Task to carry out:
Your answer should repeat every line of the records below in which the word "exists" appears.

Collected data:
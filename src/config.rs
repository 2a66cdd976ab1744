//! Application configuration
//!
//! Configuration is loaded from multiple sources with the following priority (lowest to highest):
//! 1. `config/default.toml` (version controlled)
//! 2. `config/user.toml` (gitignored, user overrides)
//! 3. Environment variables (`W4D_SECTION__KEY`)

use figment::{Figment, providers::{Format, Toml, Env}};
use serde::{Serialize, Deserialize};
use std::path::Path;

use wire4d_core::{AngleState, Animator, ShapeKind};
use wire4d_math::{Projector, RotationPlane};
use wire4d_render::CanvasStyle;

/// Main application configuration
#[derive(Debug, Clone, Default, Serialize, Deserialize)]
pub struct AppConfig {
    /// Window configuration
    #[serde(default)]
    pub window: WindowConfig,
    /// Shape selection
    #[serde(default)]
    pub shape: ShapeConfig,
    /// Perspective projection
    #[serde(default)]
    pub projection: ProjectionConfig,
    /// Angle animation
    #[serde(default)]
    pub animation: AnimationConfig,
    /// Canvas colours
    #[serde(default)]
    pub colors: ColorsConfig,
    /// Debug configuration
    #[serde(default)]
    pub debug: DebugConfig,
}

impl AppConfig {
    /// Load configuration from default locations
    ///
    /// Priority (lowest to highest):
    /// 1. `config/default.toml`
    /// 2. `config/user.toml`
    /// 3. Environment variables (`W4D_*`)
    pub fn load() -> Result<Self, ConfigError> {
        Self::load_from("config")
    }

    /// Load configuration from a specific config directory
    pub fn load_from<P: AsRef<Path>>(config_dir: P) -> Result<Self, ConfigError> {
        let config_dir = config_dir.as_ref();
        let default_path = config_dir.join("default.toml");
        let user_path = config_dir.join("user.toml");

        let mut figment = Figment::new();

        if default_path.exists() {
            figment = figment.merge(Toml::file(&default_path));
        }

        if user_path.exists() {
            figment = figment.merge(Toml::file(&user_path));
        }

        // W4D_WINDOW__TITLE=Test -> window.title = "Test"
        figment = figment.merge(Env::prefixed("W4D_").split("__"));

        figment.extract().map_err(ConfigError::from)
    }
}

/// Window configuration
///
/// The window's inner area is the drawing canvas, so `width` and `height`
/// are also the canvas size used for screen mapping.
#[derive(Debug, Clone, Serialize, Deserialize)]
#[serde(default)]
pub struct WindowConfig {
    /// Base window title
    pub title: String,
    /// Canvas width in pixels
    pub width: u32,
    /// Canvas height in pixels
    pub height: u32,
    /// Start in fullscreen mode
    pub fullscreen: bool,
    /// Enable VSync
    pub vsync: bool,
}

impl Default for WindowConfig {
    fn default() -> Self {
        Self {
            title: "wire4d - Tesseract Wireframe".to_string(),
            width: 500,
            height: 500,
            fullscreen: false,
            vsync: true,
        }
    }
}

/// Which shape to show at startup
#[derive(Debug, Clone, Default, Serialize, Deserialize)]
#[serde(default)]
pub struct ShapeConfig {
    /// Built-in shape kind (`"tesseract"` or `"cube"`)
    pub kind: ShapeKind,
    /// RON shape file replacing the built-in geometry of `kind`
    pub path: Option<String>,
}

/// Perspective projection settings
#[derive(Debug, Clone, Serialize, Deserialize)]
#[serde(default)]
pub struct ProjectionConfig {
    /// Distance added to z before the perspective divide
    pub camera_distance: f32,
    /// Smallest allowed depth magnitude; unset lets a zero depth produce
    /// non-finite coordinates
    pub min_depth: Option<f32>,
}

impl Default for ProjectionConfig {
    fn default() -> Self {
        Self {
            camera_distance: 2.0,
            min_depth: None,
        }
    }
}

impl ProjectionConfig {
    pub fn to_projector(&self) -> Projector {
        Projector::new(self.camera_distance).with_min_depth(self.min_depth)
    }
}

/// Animation settings
#[derive(Debug, Clone, Serialize, Deserialize)]
#[serde(default)]
pub struct AnimationConfig {
    /// Start with animation running
    pub running: bool,
    /// Degrees advanced per tick
    pub step_degrees: f32,
    /// Reference tick length in milliseconds
    pub tick_ms: f32,
    /// Planes animated at startup
    pub animated_planes: Vec<RotationPlane>,
}

impl Default for AnimationConfig {
    fn default() -> Self {
        Self {
            running: true,
            step_degrees: 1.0,
            tick_ms: 15.0,
            animated_planes: vec![RotationPlane::XZ, RotationPlane::WX],
        }
    }
}

impl AnimationConfig {
    pub fn to_animator(&self) -> Animator {
        Animator::new(self.step_degrees.to_radians(), self.tick_ms)
    }

    /// Angle state at startup: all angles zero, configured planes animated
    pub fn initial_angles(&self) -> AngleState {
        AngleState::new()
            .with_animated(&self.animated_planes)
            .with_running(self.running)
    }
}

/// Canvas colours as sRGB `[r, g, b, a]`
#[derive(Debug, Clone, Serialize, Deserialize)]
#[serde(default)]
pub struct ColorsConfig {
    pub background: [f32; 4],
    pub foreground: [f32; 4],
}

impl Default for ColorsConfig {
    fn default() -> Self {
        let style = CanvasStyle::default();
        Self {
            background: style.background,
            foreground: style.foreground,
        }
    }
}

impl ColorsConfig {
    pub fn style(&self) -> CanvasStyle {
        CanvasStyle {
            background: self.background,
            foreground: self.foreground,
        }
    }
}

/// Debug configuration
#[derive(Debug, Clone, Serialize, Deserialize)]
#[serde(default)]
pub struct DebugConfig {
    /// Log level (error, warn, info, debug, trace)
    pub log_level: String,
}

impl Default for DebugConfig {
    fn default() -> Self {
        Self {
            log_level: "info".to_string(),
        }
    }
}

/// Configuration error
#[derive(Debug)]
pub struct ConfigError {
    message: String,
}

impl From<figment::Error> for ConfigError {
    fn from(e: figment::Error) -> Self {
        ConfigError {
            message: e.to_string(),
        }
    }
}

impl std::fmt::Display for ConfigError {
    fn fmt(&self, f: &mut std::fmt::Formatter<'_>) -> std::fmt::Result {
        write!(f, "Configuration error: {}", self.message)
    }
}

impl std::error::Error for ConfigError {}

#[cfg(test)]
mod tests {
    use super::*;

    #[test]
    fn test_default_config() {
        let config = AppConfig::default();
        assert_eq!(config.window.width, 500);
        assert_eq!(config.window.height, 500);
        assert_eq!(config.shape.kind, ShapeKind::Tesseract);
        assert_eq!(config.projection.camera_distance, 2.0);
        assert!(config.projection.min_depth.is_none());
    }

    #[test]
    fn test_config_serialization() {
        let config = AppConfig::default();
        let toml = toml::to_string(&config).unwrap();
        assert!(toml.contains("title"));
        assert!(toml.contains("camera_distance"));
        assert!(toml.contains("animated_planes"));
    }

    #[test]
    fn test_partial_section_uses_defaults() {
        let config: AppConfig = Figment::new()
            .merge(Toml::string("[shape]\nkind = \"cube\"\n[animation]\nanimated_planes = [\"XY\"]"))
            .extract()
            .unwrap();
        assert_eq!(config.shape.kind, ShapeKind::Cube);
        assert!(config.shape.path.is_none());
        assert_eq!(config.animation.animated_planes, vec![RotationPlane::XY]);
        assert_eq!(config.animation.tick_ms, 15.0);
        assert_eq!(config.window.width, 500);
    }

    #[test]
    fn test_unknown_shape_kind_rejected() {
        let result: Result<AppConfig, _> = Figment::new()
            .merge(Toml::string("[shape]\nkind = \"sphere\""))
            .extract();
        assert!(result.is_err());
    }

    #[test]
    fn test_initial_angles() {
        let angles = AnimationConfig::default().initial_angles();
        assert!(angles.running);
        assert!(angles.is_animated(RotationPlane::XZ));
        assert!(angles.is_animated(RotationPlane::WX));
        assert!(!angles.is_animated(RotationPlane::YZ));
        assert_eq!(angles.angle(RotationPlane::XZ), 0.0);
    }

    #[test]
    fn test_animator_from_degrees() {
        let animator = AnimationConfig::default().to_animator();
        assert!((animator.step - std::f32::consts::PI / 180.0).abs() < 1e-7);
        assert_eq!(animator.tick_ms, 15.0);
    }

    #[test]
    fn test_projector_from_config() {
        let config = ProjectionConfig {
            camera_distance: 2.0,
            min_depth: Some(0.01),
        };
        let projector = config.to_projector();
        assert_eq!(projector.camera_distance, 2.0);
        assert_eq!(projector.min_depth, Some(0.01));
    }

    #[test]
    fn test_default_colors_match_style() {
        assert_eq!(ColorsConfig::default().style(), CanvasStyle::default());
    }
}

Response box:
        if default_path.exists() {
        if user_path.exists() {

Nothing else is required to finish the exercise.